(Exercise details): Across all the records, filter for lines with the word "contains" and copy them.

(Collected data entries)
▬▬▬

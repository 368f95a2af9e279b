pub(crate) mod cursor;

pub(crate) use cursor::ByteCursor;

/// Decodes a 28 bit "synchsafe" integer: four bytes carrying 7 bits each.
#[inline]
pub(crate) fn synchsafe_u32(bytes: [u8; 4]) -> u32 {
    (u32::from(bytes[0] & 0x7f) << 21)
        | (u32::from(bytes[1] & 0x7f) << 14)
        | (u32::from(bytes[2] & 0x7f) << 7)
        | u32::from(bytes[3] & 0x7f)
}
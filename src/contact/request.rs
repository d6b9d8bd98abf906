use std::collections::HashMap;

use axum::http::StatusCode;
use axum::response::{IntoResponse, Json, Response};
use serde::Deserialize;
use serde_json::json;
use thiserror::Error;

/// Body of `POST /api/contact`. Every field is optional here so a missing
/// field is reported as a validation error, not a deserialization failure.
#[derive(Debug, Clone, Default, Deserialize)]
#[serde(rename_all = "camelCase")]
pub struct ContactRequest {
    pub name: Option<String>,
    pub email: Option<String>,
    pub subject: Option<String>,
    pub message: Option<String>,
    pub recipient_key: Option<String>,
}

/// A request that passed validation, with its recipient resolved.
#[derive(Debug, Clone, PartialEq, Eq)]
pub struct ValidContact {
    pub name: String,
    pub email: String,
    pub subject: Option<String>,
    pub message: String,
    pub recipient: String,
}

#[derive(Debug, Error)]
pub enum ContactError {
    #[error("Missing required field: {0}")]
    MissingField(&'static str),
    #[error("Unknown recipient")]
    UnknownRecipient,
    #[error("Invalid request body: {0}")]
    InvalidBody(String),
    #[error("Failed to send email")]
    Send(String),
}

impl ContactError {
    pub fn status(&self) -> StatusCode {
        match self {
            ContactError::MissingField(_)
            | ContactError::UnknownRecipient
            | ContactError::InvalidBody(_) => StatusCode::BAD_REQUEST,
            ContactError::Send(_) => StatusCode::INTERNAL_SERVER_ERROR,
        }
    }
}

impl IntoResponse for ContactError {
    fn into_response(self) -> Response {
        (self.status(), Json(json!({ "error": self.to_string() }))).into_response()
    }
}

fn required(value: &Option<String>, field: &'static str) -> Result<String, ContactError> {
    match value.as_deref().map(str::trim) {
        Some(v) if !v.is_empty() => Ok(v.to_string()),
        _ => Err(ContactError::MissingField(field)),
    }
}

impl ContactRequest {
    /// Check required fields, then resolve `recipientKey` to an address.
    pub fn validate(
        &self,
        recipients: &HashMap<String, String>,
    ) -> Result<ValidContact, ContactError> {
        let name = required(&self.name, "name")?;
        let email = required(&self.email, "email")?;
        let message = required(&self.message, "message")?;
        let key = required(&self.recipient_key, "recipientKey")?;

        let recipient = recipients
            .get(&key)
            .cloned()
            .ok_or(ContactError::UnknownRecipient)?;

        let subject = self
            .subject
            .as_deref()
            .map(str::trim)
            .filter(|s| !s.is_empty())
            .map(str::to_string);

        Ok(ValidContact {
            name,
            email,
            subject,
            message,
            recipient,
        })
    }
}
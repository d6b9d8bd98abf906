use beacon_network_client::beacon::client::{BeaconClient, SearchQuery};
use beacon_network_client::beacon::table::DetailView;
use beacon_network_client::config::Settings;

pub async fn run(client: &BeaconClient, settings: &Settings) -> Result<(), String> {
    let Some(entry_type) = settings.entry_types.first() else {
        println!("Scenario: search skipped, no entry types configured");
        return Ok(());
    };
    println!("Scenario: search {}", entry_type);

    let filters = settings
        .common_filters
        .filter_categories
        .first()
        .map(|category| {
            settings
                .filters_for(category)
                .iter()
                .take(1)
                .map(|label| label.key.clone())
                .collect::<Vec<String>>()
        })
        .unwrap_or_default();

    let query = SearchQuery {
        filters,
        limit: Some(1),
        ..Default::default()
    };
    let results = client.search(entry_type, &query).await?;

    let first_record = results
        .items
        .iter()
        .flat_map(|item| item.items.iter())
        .find_map(|dataset| dataset.results.as_ref()?.first().cloned());

    match first_record {
        Some(record) => {
            let view = DetailView::from_record(&record);
            println!("Record {}", view.title);
            for field in &view.fields {
                println!("  {}: {}", field.label, field.text.replace('\n', "\n    "));
            }
        }
        None => println!("No record-level results"),
    }

    Ok(())
}
pub mod network;
pub mod search;
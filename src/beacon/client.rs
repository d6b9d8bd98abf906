use reqwest::Client;
use serde_json::Value;

use crate::beacon::response::{
    EndpointSet, FilteringTerm, NetworkInfo, SearchResults, parse_endpoint_sets,
    parse_filtering_terms,
};
use crate::LogLevel;

/// Granularity requested from a search endpoint.
#[derive(Debug, Clone, Copy, PartialEq, Eq, Default)]
pub enum Granularity {
    Boolean,
    Count,
    #[default]
    Record,
}

impl Granularity {
    fn as_str(self) -> &'static str {
        match self {
            Granularity::Boolean => "boolean",
            Granularity::Count => "count",
            Granularity::Record => "record",
        }
    }
}

/// Query for one entry type endpoint.
#[derive(Debug, Clone, Default)]
pub struct SearchQuery {
    /// Filtering term ids, sent comma separated.
    pub filters: Vec<String>,
    pub granularity: Granularity,
    pub skip: Option<u32>,
    pub limit: Option<u32>,
}

impl SearchQuery {
    /// Query string, without the leading `?`.
    pub(crate) fn to_query_string(&self) -> String {
        let mut params = vec![format!(
            "requestedGranularity={}",
            self.granularity.as_str()
        )];
        if !self.filters.is_empty() {
            params.push(format!(
                "filters={}",
                urlencoding::encode(&self.filters.join(","))
            ));
        }
        if let Some(skip) = self.skip {
            params.push(format!("skip={}", skip));
        }
        if let Some(limit) = self.limit {
            params.push(format!("limit={}", limit));
        }
        params.join("&")
    }
}

/// HTTP client for a Beacon (or Beacon network) API.
pub struct BeaconClient {
    client: Client,
    base_url: String,
    log_level: LogLevel,
}

impl BeaconClient {
    /// Create a client for the given API base URL.
    pub fn new(base_url: &str, log_level: LogLevel) -> Self {
        Self {
            client: Client::new(),
            base_url: base_url.trim_end_matches('/').to_string(),
            log_level,
        }
    }

    /// Network metadata and aggregated items from `GET <apiBase>/`.
    pub async fn fetch_info(&self) -> Result<NetworkInfo, String> {
        let json = self.get_json("/").await?;
        Ok(NetworkInfo::from_value(&json))
    }

    /// All filtering terms.
    pub async fn fetch_filtering_terms(&self) -> Result<Vec<FilteringTerm>, String> {
        let json = self.get_json("/filtering_terms?limit=0").await?;
        Ok(parse_filtering_terms(&json))
    }

    /// Entry type endpoints from the `/map` document.
    pub async fn fetch_entry_types_map(&self) -> Result<Vec<(String, EndpointSet)>, String> {
        let json = self.get_json("/map").await?;
        Ok(parse_endpoint_sets(&json))
    }

    /// Search one entry type, e.g. `individuals` or `g_variants`.
    pub async fn search(
        &self,
        entry_type: &str,
        query: &SearchQuery,
    ) -> Result<SearchResults, String> {
        let path = format!(
            "/{}?{}",
            urlencoding::encode(entry_type),
            query.to_query_string()
        );
        let json = self.get_json(&path).await?;
        let results = SearchResults::from_value(&json);
        log::info!(
            "Search {} returned {} item(s)",
            entry_type,
            results.items.len()
        );
        Ok(results)
    }

    async fn get_json(&self, path: &str) -> Result<Value, String> {
        let url = format!("{}{}", self.base_url, path);

        if matches!(self.log_level, LogLevel::Debug) {
            log::debug!("Url: {:?}", url);
        }

        let resp = self
            .client
            .get(&url)
            .header("Accept", "application/json")
            .send()
            .await
            .map_err(|e| format!("Request failed: {e}"))?;

        let status = resp.status();

        if !status.is_success() {
            let body = resp.text().await.unwrap_or_default();
            log::warn!("Beacon API error ({}) for {}", status, url);
            return Err(format!("Beacon API error ({}): {}", status, body));
        }

        resp.json::<Value>()
            .await
            .map_err(|e| format!("Failed to parse JSON: {e}"))
    }
}
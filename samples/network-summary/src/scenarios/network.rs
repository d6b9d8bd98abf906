use beacon_network_client::beacon::client::BeaconClient;
use beacon_network_client::beacon::table::ResultsTable;
use beacon_network_client::config::Settings;

pub async fn run(client: &BeaconClient, settings: &Settings) -> Result<(), String> {
    println!("Scenario: network ({})", settings.ui.title);

    let info = client.fetch_info().await?;
    println!(
        "API version: {}",
        info.api_version.as_deref().unwrap_or("-")
    );

    let table = ResultsTable::build(&info.items);
    for row in &table.rows {
        println!("{:<40} {:?} {}", row.beacon_id, row.kind, row.summary.display());
        for dataset in &row.datasets {
            println!("    {:<36} {}", dataset.dataset, dataset.summary.display());
        }
    }
    println!(
        "Beacons found: {}, datasets: {}, records: {}",
        table.totals.beacons_found, table.totals.datasets, table.totals.records
    );

    let terms = client.fetch_filtering_terms().await?;
    println!("Filtering terms: {}", terms.len());

    Ok(())
}
/// Normalized attribute values and the shared field lookup.
pub mod attribute;
/// Cell widgets built from formatted attribute values.
pub mod cell;
/// Record, Count and Boolean classification of result items.
pub mod classify;
/// HTTP client for the upstream Beacon API.
pub mod client;
/// Plain-text formatters for record attributes.
pub mod format;
/// Typed views over Beacon API responses.
pub mod response;
/// Results table and record detail composition.
pub mod table;
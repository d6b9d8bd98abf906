use std::sync::Arc;

use beacon_network_client::contact::mailer::HttpMailer;
use beacon_network_client::contact::server::{ContactState, router};
use beacon_network_client::contact::settings::RelayConfig;

#[tokio::main]
async fn main() -> Result<(), String> {
    env_logger::Builder::from_env(env_logger::Env::default().default_filter_or("info")).init();

    let config = RelayConfig::from_env()?;
    log::info!(
        "Contact relay starting with {} recipient key(s)",
        config.recipients.len()
    );

    let state = Arc::new(ContactState {
        recipients: config.recipients,
        from: config.from,
        mailer: Arc::new(HttpMailer::new(&config.mail_api_url, &config.mail_api_key)),
    });

    let listener = tokio::net::TcpListener::bind(&config.addr)
        .await
        .map_err(|e| format!("Failed to bind {}: {e}", config.addr))?;
    log::info!("Listening on {}", config.addr);

    axum::serve(listener, router(state))
        .await
        .map_err(|e| format!("Server error: {e}"))
}
use serde::{Deserialize, Serialize};
use serde_json::Value;

use crate::beacon::attribute::{as_sequence, lookup, lookup_number, lookup_text, lookup_truthy};

/// One aggregation-level result: a beacon in a network, or one result set.
#[derive(Debug, Clone, PartialEq, Default)]
pub struct ResponseItem {
    /// Beacon identifier (`beaconId`, falling back to `id`).
    pub beacon_id: Option<String>,
    /// Existence flag reported by boolean beacons.
    pub exists: Option<bool>,
    /// Free-form `info` block.
    pub info: Option<Value>,
    /// Dataset-level results; empty when absent or not an array.
    pub items: Vec<Dataset>,
    /// `totalResultsCount`, only when it is a number.
    pub total_results_count: Option<f64>,
}

impl ResponseItem {
    /// Build from raw JSON. Never fails; malformed fields read as absent.
    pub fn from_value(json: &Value) -> Self {
        Self {
            beacon_id: lookup_text(json, &["beaconId"]).or_else(|| lookup_text(json, &["id"])),
            exists: lookup(json, &["exists"]).and_then(Value::as_bool),
            info: lookup(json, &["info"]).cloned(),
            items: as_sequence(json.get("items"))
                .iter()
                .map(Dataset::from_value)
                .collect(),
            total_results_count: lookup_number(json, &["totalResultsCount"]),
        }
    }
}

/// One dataset-level result inside a [`ResponseItem`].
#[derive(Debug, Clone, PartialEq, Default)]
pub struct Dataset {
    /// Dataset identifier, present only when truthy.
    pub dataset: Option<String>,
    /// `resultsCount`, only when it is a number.
    pub results_count: Option<f64>,
    /// Record objects, only when `results` is an array.
    pub results: Option<Vec<Value>>,
    /// Existence flag.
    pub exists: Option<bool>,
}

impl Dataset {
    /// Build from raw JSON. Never fails.
    pub fn from_value(json: &Value) -> Self {
        Self {
            dataset: lookup_truthy(json, &["dataset"]),
            results_count: lookup_number(json, &["resultsCount"]),
            results: lookup(json, &["results"])
                .and_then(Value::as_array)
                .cloned(),
            exists: lookup(json, &["exists"]).and_then(Value::as_bool),
        }
    }

    /// Number of records carried inline.
    pub fn record_count(&self) -> usize {
        self.results.as_ref().map_or(0, Vec::len)
    }
}

/// Organization block of the Beacon info response.
#[derive(Debug, Clone, PartialEq, Default, Serialize, Deserialize)]
#[serde(rename_all = "camelCase")]
pub struct Organization {
    pub id: Option<String>,
    pub name: Option<String>,
    pub description: Option<String>,
    pub welcome_url: Option<String>,
    pub logo_url: Option<String>,
    pub contact_url: Option<String>,
}

/// Response of `GET <apiBase>/`.
#[derive(Debug, Clone, PartialEq, Default)]
pub struct NetworkInfo {
    /// `meta.apiVersion`.
    pub api_version: Option<String>,
    /// `response.organization`.
    pub organization: Option<Organization>,
    /// Aggregated items from the beacons of the network.
    pub items: Vec<ResponseItem>,
}

impl NetworkInfo {
    /// Build from raw JSON. Never fails.
    pub fn from_value(json: &Value) -> Self {
        let organization = lookup(json, &["response", "organization"])
            .and_then(|org| serde_json::from_value::<Organization>(org.clone()).ok());

        Self {
            api_version: lookup_text(json, &["meta", "apiVersion"]),
            organization,
            items: extract_items(json),
        }
    }
}

/// Search results for one entry type.
#[derive(Debug, Clone, PartialEq, Default)]
pub struct SearchResults {
    /// `meta.returnedGranularity`.
    pub granularity: Option<String>,
    /// One item per responding beacon or result set.
    pub items: Vec<ResponseItem>,
}

impl SearchResults {
    /// Build from raw JSON. Never fails.
    pub fn from_value(json: &Value) -> Self {
        Self {
            granularity: lookup_text(json, &["meta", "returnedGranularity"]),
            items: extract_items(json),
        }
    }
}

/// Collect result items from `response.resultSets`, falling back to a
/// top-level `responses` array.
pub(crate) fn extract_items(json: &Value) -> Vec<ResponseItem> {
    let result_sets = as_sequence(lookup(json, &["response", "resultSets"]));
    let source = if result_sets.is_empty() {
        as_sequence(json.get("responses"))
    } else {
        result_sets
    };
    source.iter().map(ResponseItem::from_value).collect()
}

/// A filtering term from `GET <apiBase>/filtering_terms`.
#[derive(Debug, Clone, PartialEq, Serialize, Deserialize)]
pub struct FilteringTerm {
    /// Term CURIE or free-text id.
    pub id: String,
    /// Human label.
    pub label: Option<String>,
    /// `ontologyTerm`, `alphanumeric` or `custom`.
    #[serde(rename = "type")]
    pub term_type: Option<String>,
    /// Entry types the term applies to.
    #[serde(default)]
    pub scopes: Vec<String>,
}

/// Parse the filtering terms list. Entries without an `id` are skipped.
pub(crate) fn parse_filtering_terms(json: &Value) -> Vec<FilteringTerm> {
    as_sequence(lookup(json, &["response", "filteringTerms"]))
        .iter()
        .filter_map(|term| match serde_json::from_value::<FilteringTerm>(term.clone()) {
            Ok(parsed) => Some(parsed),
            Err(e) => {
                log::warn!("Skipping filtering term: {e}");
                None
            }
        })
        .collect()
}

/// One entry of the `endpointSets` map from `GET <apiBase>/map`.
#[derive(Debug, Clone, PartialEq, Serialize, Deserialize)]
#[serde(rename_all = "camelCase")]
pub struct EndpointSet {
    /// Entry type id, e.g. `individual`.
    pub entry_type: String,
    /// Collection URL.
    pub root_url: String,
    /// Single-entry URL template.
    pub single_entry_url: Option<String>,
    /// Filtering terms URL for this entry type.
    pub filtering_terms_url: Option<String>,
}

/// Parse `response.endpointSets` as `(name, endpoint)` pairs.
pub(crate) fn parse_endpoint_sets(json: &Value) -> Vec<(String, EndpointSet)> {
    let Some(sets) = lookup(json, &["response", "endpointSets"]).and_then(Value::as_object)
    else {
        return vec![];
    };

    sets.iter()
        .filter_map(|(name, set)| match serde_json::from_value::<EndpointSet>(set.clone()) {
            Ok(parsed) => Some((name.clone(), parsed)),
            Err(e) => {
                log::warn!("Skipping endpoint set {name}: {e}");
                None
            }
        })
        .collect()
}

#[cfg(test)]
mod tests {
    use super::*;
    use serde_json::json;

    #[test]
    fn item_tolerates_non_array_items_and_string_counts() {
        let item = ResponseItem::from_value(&json!({
            "beaconId": "org.example.beacon",
            "items": {"dataset": "EGA1"},
            "totalResultsCount": "12"
        }));
        assert_eq!(item.beacon_id.as_deref(), Some("org.example.beacon"));
        assert!(item.items.is_empty());
        assert_eq!(item.total_results_count, None);
    }

    #[test]
    fn dataset_reads_results() {
        let dataset = Dataset::from_value(&json!({
            "dataset": "EGA1",
            "resultsCount": 2,
            "results": [{"id": "a"}, {"id": "b"}]
        }));
        assert_eq!(dataset.dataset.as_deref(), Some("EGA1"));
        assert_eq!(dataset.results_count, Some(2.0));
        assert_eq!(dataset.record_count(), 2);
    }

    #[test]
    fn info_reads_meta_and_organization() {
        let info = NetworkInfo::from_value(&json!({
            "meta": {"apiVersion": "v2.0.0"},
            "response": {
                "organization": {"id": "org", "name": "Example", "logoUrl": "https://x/logo.png"},
                "resultSets": [{"id": "b1", "exists": true}]
            }
        }));
        assert_eq!(info.api_version.as_deref(), Some("v2.0.0"));
        let org = info.organization.unwrap();
        assert_eq!(org.name.as_deref(), Some("Example"));
        assert_eq!(org.logo_url.as_deref(), Some("https://x/logo.png"));
        assert_eq!(info.items.len(), 1);
    }

    #[test]
    fn items_fall_back_to_responses() {
        let items = extract_items(&json!({"responses": [{"beaconId": "a"}, {"beaconId": "b"}]}));
        assert_eq!(items.len(), 2);
        assert!(extract_items(&json!(null)).is_empty());
    }

    #[test]
    fn filtering_terms_skip_entries_without_id() {
        let terms = parse_filtering_terms(&json!({
            "response": {"filteringTerms": [
                {"id": "NCIT:C20197", "label": "Male", "type": "ontologyTerm", "scopes": ["individual"]},
                {"label": "no id"}
            ]}
        }));
        assert_eq!(terms.len(), 1);
        assert_eq!(terms[0].term_type.as_deref(), Some("ontologyTerm"));
    }

    #[test]
    fn endpoint_sets_are_named() {
        let sets = parse_endpoint_sets(&json!({
            "response": {"endpointSets": {
                "individual": {"entryType": "individual", "rootUrl": "https://b/individuals"}
            }}
        }));
        assert_eq!(sets.len(), 1);
        assert_eq!(sets[0].0, "individual");
        assert_eq!(sets[0].1.root_url, "https://b/individuals");
    }
}
use std::collections::HashMap;
use std::fs;

const DEFAULT_ADDR: &str = "0.0.0.0:3001";

/// Relay settings.
#[derive(Debug, Clone, PartialEq, Eq)]
pub struct RelayConfig {
    pub addr: String,
    pub mail_api_url: String,
    pub mail_api_key: String,
    pub from: String,
    pub recipients: HashMap<String, String>,
}

impl RelayConfig {
    /// Read from process environment variables.
    pub fn from_env() -> Result<Self, String> {
        Self::from_lookup(|name| std::env::var(name).ok())
    }

    /// Read through `lookup`, which maps a variable name to its value.
    ///
    /// Recipients come from the JSON object in `CONTACT_RECIPIENTS_FILE`, or
    /// else from `CONTACT_RECIPIENTS` as `key=address,key=address`.
    pub fn from_lookup(lookup: impl Fn(&str) -> Option<String>) -> Result<Self, String> {
        let require = |name: &str| {
            lookup(name)
                .filter(|v| !v.trim().is_empty())
                .ok_or_else(|| format!("{name} is not set"))
        };

        let recipients = match lookup("CONTACT_RECIPIENTS_FILE") {
            Some(path) => {
                let contents = fs::read_to_string(&path)
                    .map_err(|e| format!("Failed to read {path}: {e}"))?;
                serde_json::from_str::<HashMap<String, String>>(&contents)
                    .map_err(|e| format!("Invalid recipients file {path}: {e}"))?
            }
            None => parse_recipients(&require("CONTACT_RECIPIENTS")?)?,
        };

        if recipients.is_empty() {
            return Err("No contact recipients configured".to_string());
        }

        Ok(Self {
            addr: lookup("CONTACT_RELAY_ADDR").unwrap_or_else(|| DEFAULT_ADDR.to_string()),
            mail_api_url: require("MAIL_API_URL")?,
            mail_api_key: require("MAIL_API_KEY")?,
            from: require("MAIL_FROM")?,
            recipients,
        })
    }
}

fn parse_recipients(value: &str) -> Result<HashMap<String, String>, String> {
    value
        .split(',')
        .map(str::trim)
        .filter(|pair| !pair.is_empty())
        .map(|pair| -> Result<(String, String), String> {
            let (key, address) = pair
                .split_once('=')
                .ok_or_else(|| format!("Invalid recipient entry '{pair}'"))?;
            Ok((key.trim().to_string(), address.trim().to_string()))
        })
        .collect()
}

#[cfg(test)]
mod tests {
    use super::*;

    fn env(vars: &[(&str, &str)]) -> impl Fn(&str) -> Option<String> {
        let map: HashMap<String, String> = vars
            .iter()
            .map(|(k, v)| (k.to_string(), v.to_string()))
            .collect();
        move |name| map.get(name).cloned()
    }

    #[test]
    fn reads_inline_recipients() {
        let config = RelayConfig::from_lookup(env(&[
            ("MAIL_API_URL", "https://mail.example.org/emails"),
            ("MAIL_API_KEY", "secret"),
            ("MAIL_FROM", "noreply@example.org"),
            ("CONTACT_RECIPIENTS", "support=help@example.org, data = data@example.org"),
        ]))
        .unwrap();
        assert_eq!(config.addr, DEFAULT_ADDR);
        assert_eq!(config.recipients["data"], "data@example.org");
        assert_eq!(config.recipients.len(), 2);
    }

    #[test]
    fn missing_api_key_is_reported() {
        let err = RelayConfig::from_lookup(env(&[
            ("MAIL_API_URL", "https://mail.example.org/emails"),
            ("MAIL_FROM", "noreply@example.org"),
            ("CONTACT_RECIPIENTS", "support=help@example.org"),
        ]))
        .unwrap_err();
        assert_eq!(err, "MAIL_API_KEY is not set");
    }

    #[test]
    fn malformed_recipient_entry() {
        assert!(parse_recipients("support").is_err());
        assert!(parse_recipients("").unwrap().is_empty());
    }
}
use std::collections::BTreeMap;
use std::fs;
use std::path::{Path, PathBuf};

use serde::{Deserialize, Serialize};

/// Entry types a deployment may enable.
pub const ALLOWED_ENTRY_TYPES: [&str; 7] = [
    "analyses",
    "biosamples",
    "cohorts",
    "datasets",
    "g_variants",
    "individuals",
    "runs",
];

const MAX_FILTER_CATEGORIES: usize = 3;
const MAX_LABELS_PER_CATEGORY: usize = 6;
const DEFAULT_MUTED: &str = "#9E9E9E";

/// Front-end settings. Built once at startup and passed to whatever needs it.
#[derive(Debug, Clone, PartialEq, Serialize, Deserialize)]
#[serde(rename_all = "camelCase")]
pub struct Settings {
    /// Base URL of the upstream Beacon API.
    pub api_url: String,
    pub ui: UiSettings,
    #[serde(default)]
    pub entry_types: Vec<String>,
    #[serde(default)]
    pub common_filters: CommonFilters,
    #[serde(default)]
    pub genomic_annotations: GenomicAnnotations,
}

#[derive(Debug, Clone, PartialEq, Serialize, Deserialize)]
#[serde(rename_all = "camelCase")]
pub struct UiSettings {
    pub title: String,
    #[serde(default)]
    pub subtitle: Option<String>,
    pub colors: Colors,
    #[serde(default)]
    pub logos: Logos,
}

/// Colours as `#RRGGBB` strings.
#[derive(Debug, Clone, PartialEq, Serialize, Deserialize)]
#[serde(rename_all = "camelCase")]
pub struct Colors {
    pub primary: String,
    pub dark_primary: String,
    pub secondary: String,
    #[serde(default)]
    pub muted: Option<String>,
}

#[derive(Debug, Clone, PartialEq, Default, Serialize, Deserialize)]
#[serde(rename_all = "camelCase")]
pub struct Logos {
    #[serde(default)]
    pub main: Option<String>,
    #[serde(default)]
    pub founders: Vec<String>,
}

/// Quick filters shown above the search bar, grouped by category.
#[derive(Debug, Clone, PartialEq, Default, Serialize, Deserialize)]
#[serde(rename_all = "camelCase")]
pub struct CommonFilters {
    #[serde(default)]
    pub filter_categories: Vec<String>,
    #[serde(default)]
    pub filter_labels: BTreeMap<String, Vec<FilterLabel>>,
}

#[derive(Debug, Clone, PartialEq, Serialize, Deserialize)]
pub struct FilterLabel {
    /// Filtering term id sent to the API.
    pub key: String,
    pub label: String,
    #[serde(rename = "type", default)]
    pub kind: Option<String>,
    #[serde(default)]
    pub scope: Option<String>,
}

#[derive(Debug, Clone, PartialEq, Default, Serialize, Deserialize)]
#[serde(rename_all = "camelCase")]
pub struct GenomicAnnotations {
    #[serde(default)]
    pub visible_genomic_categories: Vec<String>,
}

/// Colours consumed by the cell renderers.
#[derive(Debug, Clone, PartialEq, Eq)]
pub struct Theme {
    pub primary: String,
    pub secondary: String,
    pub muted: String,
}

impl Settings {
    /// Read, parse and validate a settings file.
    pub fn load(path: &Path) -> Result<Self, String> {
        let contents = fs::read_to_string(path)
            .map_err(|e| format!("Failed to read {}: {e}", path.display()))?;
        Self::from_json(&contents)
    }

    /// Parse and validate a settings document.
    pub fn from_json(contents: &str) -> Result<Self, String> {
        let settings: Settings =
            serde_json::from_str(contents).map_err(|e| format!("Invalid config: {e}"))?;
        settings.validate()?;
        Ok(settings)
    }

    /// Check the constraints serde cannot express. Reports every problem.
    pub fn validate(&self) -> Result<(), String> {
        let mut problems: Vec<String> = vec![];

        if self.api_url.trim().is_empty() {
            problems.push("apiUrl must not be empty".to_string());
        }

        let colors = &self.ui.colors;
        for (name, value) in [
            ("primary", Some(&colors.primary)),
            ("darkPrimary", Some(&colors.dark_primary)),
            ("secondary", Some(&colors.secondary)),
            ("muted", colors.muted.as_ref()),
        ] {
            if let Some(value) = value {
                if !is_hex_color(value) {
                    problems.push(format!("ui.colors.{name} must be #RRGGBB, got '{value}'"));
                }
            }
        }

        for entry_type in &self.entry_types {
            if !ALLOWED_ENTRY_TYPES.contains(&entry_type.as_str()) {
                problems.push(format!("unknown entry type '{entry_type}'"));
            }
        }

        let filters = &self.common_filters;
        if filters.filter_categories.len() > MAX_FILTER_CATEGORIES {
            problems.push(format!(
                "commonFilters allows at most {MAX_FILTER_CATEGORIES} categories, got {}",
                filters.filter_categories.len()
            ));
        }
        for (category, labels) in &filters.filter_labels {
            if !filters.filter_categories.contains(category) {
                problems.push(format!("filter labels for undeclared category '{category}'"));
            }
            if labels.len() > MAX_LABELS_PER_CATEGORY {
                problems.push(format!(
                    "category '{category}' allows at most {MAX_LABELS_PER_CATEGORY} labels, got {}",
                    labels.len()
                ));
            }
        }

        if problems.is_empty() {
            Ok(())
        } else {
            Err(problems.join("; "))
        }
    }

    /// Colours for cell rendering.
    pub fn theme(&self) -> Theme {
        let colors = &self.ui.colors;
        Theme {
            primary: colors.primary.clone(),
            secondary: colors.secondary.clone(),
            muted: colors
                .muted
                .clone()
                .unwrap_or_else(|| DEFAULT_MUTED.to_string()),
        }
    }

    /// Filter labels of one category, in configured order.
    pub fn filters_for(&self, category: &str) -> &[FilterLabel] {
        self.common_filters
            .filter_labels
            .get(category)
            .map(Vec::as_slice)
            .unwrap_or(&[])
    }
}

/// `$XDG_CONFIG_HOME/beacon-ui/config.json` or the platform equivalent.
pub fn default_config_path() -> Option<PathBuf> {
    let mut path = dirs::config_dir()?;
    path.push("beacon-ui");
    path.push("config.json");
    Some(path)
}

fn is_hex_color(value: &str) -> bool {
    value.len() == 7
        && value.starts_with('#')
        && value[1..].chars().all(|ch| ch.is_ascii_hexdigit())
}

▬▬▬

(Answer for this exercise):
            if !ALLOWED_ENTRY_TYPES.contains(&entry_type.as_str()) {
            if !filters.filter_categories.contains(category) {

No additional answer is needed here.